If you’re living with fibromyalgia and suffering from frequent migraines, you aren’t alone. According to South Korean researchers who published their findings in the journal Headache, those who experience chronic migraines have a higher chance of being diagnosed with fibromyalgia. And, conversely, those who have chronic migraines are more likely to experience severe fibromyalgia symptoms.
Additionally, the researchers discovered a connection between fibromyalgia, migraines, and mental health conditions. Individuals with chronic migraines and fibromyalgia were found to have significantly more anxiety, depression, and insomnia.
So, the presence of migraines along with your fibromyalgia could cause other health problems. These migraines could leave you with increased feelings of anxiety, difficulty sleeping, or depression. And these changes in your emotional and mental health could cause additional concerns, on top of the everyday challenges of managing fibromyalgia.
Treating Migraines Caused By Fibromyalgia
If you’re concerned about this connection between fibromyalgia and migraines, you can seek out different treatment options. Because migraines are a common symptom – or sometimes even comorbidity – that come along with fibromyalgia, doctors are well-versed in treating them.
And you have a number of options when it comes to treating fibromyalgia-related migraines. The following are a few of the most common treatment options used to fight migraines, their symptoms, and their pain:
- Over-the-Counter Medications: These medications include non-steroidal anti-inflammatory drugs (NSAIDs) like Motrin and Aleve and pain relievers like Tylenol and Excedrin.

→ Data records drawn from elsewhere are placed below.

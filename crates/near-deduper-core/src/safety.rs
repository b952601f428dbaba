use std::path::Path;

use crate::config::Config;
use crate::error::{Error, Result};

/// Guards every destructive step of a run
#[derive(Debug, Clone)]
pub struct SafetyManager {
    delete: bool,
    confirm: bool,
}

impl SafetyManager {
    /// Create a new SafetyManager with the provided configuration
    pub fn new(config: &Config) -> Self {
        Self {
            delete: config.delete,
            confirm: config.confirm,
        }
    }

    /// Deletion needs both the delete flag and an explicit confirmation
    pub fn authorize_deletion(&self) -> Result<()> {
        match (self.delete, self.confirm) {
            (true, true) => Ok(()),
            (true, false) => Err(Error::SafetyCheck(
                "deletion requested without confirmation".to_string(),
            )),
            (false, _) => Err(Error::SafetyCheck("deletion not requested".to_string())),
        }
    }

    /// A candidate may only go if it is not the kept file and the kept file still exists
    pub fn check_candidate(&self, keep: &Path, candidate: &Path) -> Result<()> {
        if keep == candidate {
            return Err(Error::SafetyCheck(format!(
                "refusing to delete the kept file {}",
                keep.display()
            )));
        }

        if !keep.is_file() {
            return Err(Error::SafetyCheck(format!(
                "kept file {} is missing",
                keep.display()
            )));
        }

        Ok(())
    }
}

- Prescription Medications: Your doctor can prescribe medications like analgesics, stronger ibuprofen or acetaminophen, triptans, or antiemetics for your migraine pain. Preventative medications, like beta blockers and biologics, can also be used.
- Non-Pharmacologic Measures: Similar to alternative treatments, these non-medication options aim to soothe your symptoms. These can include acupuncture, chiropractic care, biofeedback, physical therapy, and hypnotherapy.
- Lifestyle Changes: Changing your daily lifestyle, diet, and exercise routine may help you manage migraines and their frequency.
No matter which treatment methods work best for you, the key is staying on top of your pain. Treating both fibromyalgia and migraines requires managing your symptoms. And while managing fibromyalgia alone is difficult, managing migraines can complicate things – you may need to try multiple treatment options or change treatments to help alleviate your symptoms.
If you’re experiencing migraines along with fibromyalgia, make sure to speak with your doctor. Your doctor can discuss different treatment options with you, and give you more information about the latest ways to treat these two connected health woes. It’s important to stay up-to-date about the latest research and news on fibromyalgia and migraines so you can combat your symptoms and pain as best you can.